WORK REQUEST » Once you find the line with "filename src/wld/merge/tests.rs" in the entries below, return exactly every line from it through the line with "let item = doc.refs_of_kind(FragmentKind::SkeletonHierarchy)[0];".
***** MATERIAL PROVIDED *****
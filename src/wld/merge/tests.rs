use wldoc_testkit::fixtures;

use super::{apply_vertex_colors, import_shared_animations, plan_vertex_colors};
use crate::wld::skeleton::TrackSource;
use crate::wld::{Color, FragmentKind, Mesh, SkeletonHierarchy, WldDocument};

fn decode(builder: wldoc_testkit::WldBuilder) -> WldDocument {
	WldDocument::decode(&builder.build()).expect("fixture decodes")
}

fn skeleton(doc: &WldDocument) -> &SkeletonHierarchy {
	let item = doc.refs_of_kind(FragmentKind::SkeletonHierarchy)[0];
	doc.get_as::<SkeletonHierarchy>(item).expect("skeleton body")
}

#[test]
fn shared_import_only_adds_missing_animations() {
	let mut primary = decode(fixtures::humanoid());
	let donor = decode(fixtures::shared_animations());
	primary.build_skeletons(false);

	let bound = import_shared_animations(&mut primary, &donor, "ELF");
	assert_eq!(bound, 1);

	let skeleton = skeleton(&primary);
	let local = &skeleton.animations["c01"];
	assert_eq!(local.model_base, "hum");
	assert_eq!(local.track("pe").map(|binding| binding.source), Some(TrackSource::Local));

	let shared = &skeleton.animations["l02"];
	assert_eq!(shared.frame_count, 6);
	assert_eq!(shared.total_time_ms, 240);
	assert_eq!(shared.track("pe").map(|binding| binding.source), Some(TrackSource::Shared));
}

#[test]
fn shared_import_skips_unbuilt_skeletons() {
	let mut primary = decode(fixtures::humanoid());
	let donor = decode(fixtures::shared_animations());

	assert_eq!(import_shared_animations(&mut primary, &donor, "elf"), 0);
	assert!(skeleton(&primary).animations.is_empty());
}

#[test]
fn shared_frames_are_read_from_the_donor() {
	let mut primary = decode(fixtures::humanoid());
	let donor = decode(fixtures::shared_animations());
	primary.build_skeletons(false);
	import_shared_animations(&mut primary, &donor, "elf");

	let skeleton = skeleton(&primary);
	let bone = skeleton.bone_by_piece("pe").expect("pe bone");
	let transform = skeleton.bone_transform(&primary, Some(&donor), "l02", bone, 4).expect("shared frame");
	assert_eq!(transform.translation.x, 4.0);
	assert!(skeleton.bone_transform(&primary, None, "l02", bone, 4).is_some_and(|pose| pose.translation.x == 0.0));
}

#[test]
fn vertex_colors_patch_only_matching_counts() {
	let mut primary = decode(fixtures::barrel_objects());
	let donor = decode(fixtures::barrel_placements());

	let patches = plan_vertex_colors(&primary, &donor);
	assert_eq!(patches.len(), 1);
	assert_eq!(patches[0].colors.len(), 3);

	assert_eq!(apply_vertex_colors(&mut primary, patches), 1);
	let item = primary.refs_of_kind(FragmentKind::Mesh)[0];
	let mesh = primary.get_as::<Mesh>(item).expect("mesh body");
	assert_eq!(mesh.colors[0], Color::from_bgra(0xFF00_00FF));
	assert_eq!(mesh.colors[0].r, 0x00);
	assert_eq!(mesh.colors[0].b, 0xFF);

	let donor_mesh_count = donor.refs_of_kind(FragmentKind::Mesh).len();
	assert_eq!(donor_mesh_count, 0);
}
*****
***** MATERIAL PROVIDED *****
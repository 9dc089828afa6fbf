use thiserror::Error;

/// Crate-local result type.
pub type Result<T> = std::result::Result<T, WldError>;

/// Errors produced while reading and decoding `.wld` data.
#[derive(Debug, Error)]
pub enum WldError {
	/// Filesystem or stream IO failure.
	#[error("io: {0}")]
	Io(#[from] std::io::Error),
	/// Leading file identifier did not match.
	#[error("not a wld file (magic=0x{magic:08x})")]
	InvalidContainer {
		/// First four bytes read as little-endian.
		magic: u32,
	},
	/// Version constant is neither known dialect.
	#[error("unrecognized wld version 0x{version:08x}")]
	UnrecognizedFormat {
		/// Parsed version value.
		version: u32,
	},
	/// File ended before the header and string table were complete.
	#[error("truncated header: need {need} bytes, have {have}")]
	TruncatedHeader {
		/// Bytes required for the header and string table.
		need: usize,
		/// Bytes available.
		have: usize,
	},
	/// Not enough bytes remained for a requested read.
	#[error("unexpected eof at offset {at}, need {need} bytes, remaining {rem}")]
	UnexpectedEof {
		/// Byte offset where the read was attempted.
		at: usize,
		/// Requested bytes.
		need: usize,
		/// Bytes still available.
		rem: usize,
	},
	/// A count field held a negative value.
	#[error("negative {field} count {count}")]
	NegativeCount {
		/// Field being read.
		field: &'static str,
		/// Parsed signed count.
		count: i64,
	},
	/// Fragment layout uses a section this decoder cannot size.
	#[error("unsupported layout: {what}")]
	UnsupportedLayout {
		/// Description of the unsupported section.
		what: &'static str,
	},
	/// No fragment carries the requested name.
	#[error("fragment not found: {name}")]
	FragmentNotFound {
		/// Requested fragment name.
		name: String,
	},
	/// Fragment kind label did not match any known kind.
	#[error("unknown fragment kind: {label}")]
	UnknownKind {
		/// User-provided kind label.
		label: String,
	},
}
*****
TASK RESPONSE »
filename src/wld/merge/tests.rs
use wldoc_testkit::fixtures;

use super::{apply_vertex_colors, import_shared_animations, plan_vertex_colors};
use crate::wld::skeleton::TrackSource;
use crate::wld::{Color, FragmentKind, Mesh, SkeletonHierarchy, WldDocument};

fn decode(builder: wldoc_testkit::WldBuilder) -> WldDocument {
	WldDocument::decode(&builder.build()).expect("fixture decodes")
}

fn skeleton(doc: &WldDocument) -> &SkeletonHierarchy {
	let item = doc.refs_of_kind(FragmentKind::SkeletonHierarchy)[0];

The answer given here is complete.